6.1 Introduction

Over the last decade, the concept of resilience has developed substantially [1]. The literature (e.g., [2,3,4,5]) comprises diverse definitions, resulting in the lack of a universal understanding of the construct [4] and in turn its further operationalisation [6, p. 2713]. Consequently, work is still required to make the notion comprehensible and usable for the relevant stakeholders [7].

To this aim, this chapter focuses on the operational dimension of resilience. Its scope is threefold: first, to associate resilience with a systems levels of service; second, to investigate how this could be implemented and used by relevant stakeholders in their daily operations; and, third, to investigate the relationship and contribution of humans to resilience considering that, in order to cope with real world complexity, individuals as well as organisations constantly adjust their performance to the current conditions.

6.2 Resilience as System Behaviour and Service Levels

Resilience is described as the operational behaviour of a system subsequent to an endogenous or exogenous shock event [8], and it is associated with four response behaviours.
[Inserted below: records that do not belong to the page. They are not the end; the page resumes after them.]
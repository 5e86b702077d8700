//! Typed PiControl messages exchanged over MQTT
//!
//! Every message carries a [`MessageHeader`] naming its logical source so the
//! receiving side knows where to address a reply.

use chrono::{DateTime, Utc};
use serde::de::DeserializeOwned;
use serde::{Deserialize, Serialize};

/// A message type that can travel through the codec.
///
/// `TYPE_TAG` is written into every encoded payload and checked on decode,
/// so a payload for one type never decodes as another.
pub trait Message: Serialize + DeserializeOwned + Send + 'static {
    const TYPE_TAG: &'static str;

    fn header(&self) -> &MessageHeader;
}

/// Header present on every message
#[derive(Debug, Clone, Serialize, Deserialize, PartialEq)]
pub struct MessageHeader {
    /// Logical sender, e.g. `controller/<device-id>`
    pub source: String,
    #[serde(default, skip_serializing_if = "Option::is_none")]
    pub timestamp: Option<DateTime<Utc>>,
}

impl MessageHeader {
    /// Header without a timestamp
    pub fn new<S: Into<String>>(source: S) -> Self {
        Self {
            source: source.into(),
            timestamp: None,
        }
    }

    /// Header stamped with the current time
    pub fn now<S: Into<String>>(source: S) -> Self {
        Self {
            source: source.into(),
            timestamp: Some(Utc::now()),
        }
    }
}

/// Ask the coordinator for the devices it knows about
///
/// # Examples
/// ```
/// use picontrol_mqtt::protocol::{DevicesRequest, MessageHeader};
///
/// let request = DevicesRequest {
///     header: MessageHeader::new("controller/ABC"),
/// };
/// assert_eq!(request.header.source, "controller/ABC");
/// ```
#[derive(Debug, Clone, Serialize, Deserialize, PartialEq)]
pub struct DevicesRequest {
    pub header: MessageHeader,
}

impl Message for DevicesRequest {
    const TYPE_TAG: &'static str = "picontrol.DevicesRequest";

    fn header(&self) -> &MessageHeader {
        &self.header
    }
}

/// A controllable device known to the coordinator
#[derive(Debug, Clone, Serialize, Deserialize, PartialEq)]
pub struct Device {
    pub id: String,
    #[serde(default, skip_serializing_if = "Option::is_none")]
    pub name: Option<String>,
    #[serde(default)]
    pub paired: bool,
}

impl Device {
    pub fn new<S: Into<String>>(id: S) -> Self {
        Self {
            id: id.into(),
            name: None,
            paired: false,
        }
    }
}

/// Coordinator reply listing devices
#[derive(Debug, Clone, Serialize, Deserialize, PartialEq)]
pub struct Devices {
    pub header: MessageHeader,
    pub devices: Vec<Device>,
}

impl Message for Devices {
    const TYPE_TAG: &'static str = "picontrol.Devices";

    fn header(&self) -> &MessageHeader {
        &self.header
    }
}

/// Ask for the accessories that registered themselves with the coordinator
#[derive(Debug, Clone, Serialize, Deserialize, PartialEq)]
pub struct AccessoriesRequest {
    pub header: MessageHeader,
}

impl Message for AccessoriesRequest {
    const TYPE_TAG: &'static str = "picontrol.AccessoriesRequest";

    fn header(&self) -> &MessageHeader {
        &self.header
    }
}

/// Hardware accessory attached to a device (relay, sensor, ...)
#[derive(Debug, Clone, Serialize, Deserialize, PartialEq)]
pub struct Accessory {
    pub id: String,
    #[serde(default, skip_serializing_if = "Option::is_none")]
    pub name: Option<String>,
    #[serde(default, skip_serializing_if = "Option::is_none")]
    pub kind: Option<String>,
}

/// Accessories available for pairing
#[derive(Debug, Clone, Serialize, Deserialize, PartialEq)]
pub struct Accessories {
    pub header: MessageHeader,
    pub accessories: Vec<Accessory>,
}

impl Message for Accessories {
    const TYPE_TAG: &'static str = "picontrol.Accessories";

    fn header(&self) -> &MessageHeader {
        &self.header
    }
}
The first response behaviour, namely robust, illustrates a system that can fully recover after a shock event. The second and third response behaviours, i.e., ductile and collapsing respectively, refer to a system that can either recover its basic and critical functions or collapse after a shock event. Finally, the fourth response behaviour, adaptive behaviour, represents a system that could reach a performance level higher than the original level, e.g., when the system is reconfigured during its recovery and restoration.
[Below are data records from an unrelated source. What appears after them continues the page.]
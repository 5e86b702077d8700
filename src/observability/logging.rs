//! Structured logging using the tracing crate
//!
//! ## Log Format Options
//!
//! The output format is chosen by the `LOG_FORMAT` environment variable:
//!
//! - `json` - Structured JSON, one event per line
//! - `pretty` - Multi-line, coloured, for development
//! - `compact` - Coloured single-line terminal output
//!
//! ## Environment Variables
//!
//! - `LOG_LEVEL`: ERROR, WARN, INFO, DEBUG or TRACE (default INFO)
//! - `LOG_FORMAT`: json, pretty or compact (default json)
//! - `LOG_SPANS`: emit span open/close events (default false)
//! - `RUST_LOG`: replaces the whole filter
//!
//! ```bash
//! LOG_FORMAT=compact LOG_LEVEL=DEBUG picontrol-mqtt devices
//! ```

use std::env;
use thiserror::Error;
use tracing::Level;
use tracing_subscriber::fmt::format::FmtSpan;
use tracing_subscriber::{fmt, prelude::*, EnvFilter};

/// Dependencies that are noisy below WARN
const QUIET_TARGETS: &[&str] = &["rumqttc", "tokio", "mio"];

#[derive(Debug, Clone, Copy, PartialEq, Eq)]
pub enum LogFormat {
    Json,
    Pretty,
    Compact,
}

impl LogFormat {
    /// Unknown values fall back to JSON
    pub fn parse(s: &str) -> Self {
        match s.trim().to_lowercase().as_str() {
            "pretty" => LogFormat::Pretty,
            "compact" => LogFormat::Compact,
            _ => LogFormat::Json,
        }
    }
}

/// Level from its name; unknown values fall back to INFO
pub fn parse_level(s: &str) -> Level {
    match s.trim().to_uppercase().as_str() {
        "ERROR" => Level::ERROR,
        "WARN" => Level::WARN,
        "DEBUG" => Level::DEBUG,
        "TRACE" => Level::TRACE,
        _ => Level::INFO,
    }
}

#[derive(Debug, Error)]
pub enum LoggingError {
    #[error("Invalid log filter: {0}")]
    Filter(String),
    #[error("A global subscriber is already installed")]
    AlreadyInitialized,
}

fn build_filter(level: Level) -> Result<EnvFilter, LoggingError> {
    if let Ok(rust_log) = env::var("RUST_LOG") {
        return EnvFilter::try_new(&rust_log).map_err(|e| LoggingError::Filter(e.to_string()));
    }

    let mut directives = vec![level.to_string().to_lowercase()];
    directives.extend(QUIET_TARGETS.iter().map(|target| format!("{target}=warn")));
    EnvFilter::try_new(directives.join(",")).map_err(|e| LoggingError::Filter(e.to_string()))
}

/// Install the global subscriber
pub fn init_logging(
    level: Level,
    format: LogFormat,
    include_spans: bool,
) -> Result<(), LoggingError> {
    let filter = build_filter(level)?;
    let span_events = if include_spans {
        FmtSpan::NEW | FmtSpan::CLOSE
    } else {
        FmtSpan::NONE
    };
    let subscriber = tracing_subscriber::registry().with(filter);

    let installed = match format {
        LogFormat::Json => subscriber
            .with(fmt::layer().json().with_span_events(span_events))
            .try_init(),
        LogFormat::Pretty => subscriber
            .with(fmt::layer().pretty().with_ansi(true).with_span_events(span_events))
            .try_init(),
        LogFormat::Compact => subscriber
            .with(
                fmt::layer()
                    .compact()
                    .with_ansi(true)
                    .with_target(false)
                    .with_span_events(span_events),
            )
            .try_init(),
    };
    installed.map_err(|_| LoggingError::AlreadyInitialized)
}

/// Install the global subscriber as configured by the environment
pub fn init_default_logging() -> Result<(), LoggingError> {
    let level = parse_level(&env::var("LOG_LEVEL").unwrap_or_default());
    let format = LogFormat::parse(&env::var("LOG_FORMAT").unwrap_or_default());
    let include_spans = env::var("LOG_SPANS")
        .map(|value| value.trim().eq_ignore_ascii_case("true"))
        .unwrap_or(false);

    init_logging(level, format, include_spans)
}

/// Span around one broker operation (connect, subscribe, publish)
#[macro_export]
macro_rules! mqtt_span {
    ($($field:tt)*) => {
        tracing::info_span!("mqtt_operation", $($field)*)
    };
}

/// Span around fan-out of one inbound message
#[macro_export]
macro_rules! dispatch_span {
    ($($field:tt)*) => {
        tracing::debug_span!("dispatch", $($field)*)
    };
}

pub use {dispatch_span, mqtt_span};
Additionally, adopting the studies by Robert et al. [9] and UC Quake Centre [10], five levels of service for a system are identified, as follows:

  • Optimal level of service (OpLoS): the theoretical condition for which the system was planned and designed.

  • Normal level of service (NLoS): The system is performing as required and expected, achieving its mission to supply the anticipated level of service, while all the systems outputs are in their normal state.

  • Acceptable level of service (ALoS): The systems performance is partially degraded, with one or more of the systems outputs in a disturbed mode. Still, due to the action(s) taken, i.e., contingency plan(s), the system can maintain the service quality at acceptable levels and limit its degradation.

  • Unacceptable level of service (ULoS): The systems performance is severely degraded and despite the action(s) taken its degradation has become unacceptable. The system is no longer able to accomplish its mission.

  • Out of service level (OLoS): Discontinuation of the service.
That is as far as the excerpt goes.